As soon as you talk about screen grab, for some reason, it just feels...
You become a commentator.
It just feels right.
I mean, there's no real reason to do it other than bringing people into the moment.
So in that sense, it's quite effective.
But as long as you do it quite elegantly, I guess you're all right.
I think as well, because you're trying to, with that...
with those screenshots, you're trying to make a sort of wider, universal point.
It's less about kind of the individual moments, maybe.
So it feels like it works to be like, this is a thing that's happening.
Because often you're using those screenshots to say like, this is very typical.
This is indicative of what I'm talking about.
So it's kind of like, yeah, this is a thing that's constantly ongoing.
There's a vitality to it.
And you notice the absence of it when you see highlights that are in the past tense.
And they're not as enjoyable as present tense highlights.
Fair enough.
When you've got someone commentating over a goal and player X picked up the ball and crossed it in on the right and.

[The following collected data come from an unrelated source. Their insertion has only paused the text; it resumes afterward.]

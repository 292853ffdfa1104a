//! jpak: packs flat JSON-like records into a compact TLV binary stream with
//! a side dictionary of field names, and unpacks them back to JSON lines.

pub mod consts;
pub mod errors;
pub mod utils;
pub mod table;
pub mod intern;
pub mod lexer;
pub mod record;
pub mod dict;
pub mod pack;
pub mod unpack;
pub mod files;

pub use dict::{KeyDictionary, LoadedDictionary};
pub use errors::{JpakError, Result};
pub use files::{load_dictionary, pack_file, pack_reader, unpack_file, PackPaths};
pub use pack::{pack, PackStats, Packer};
pub use table::{HashTable, TableValue};
pub use unpack::{unpack, UnpackStats};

striker Y came in to nod it home.
It's not as good as it being commentated on as if it's happening in real time.
Yeah, you're right yeah yeah especially these days you know you want you want it to be as you know as live so yeah you can't have that distance anymore that's really interesting um that takes care of our listeners fascinations on that note in a few moments time we are back
I'm Scott Hanson, host of NFL Red Zone.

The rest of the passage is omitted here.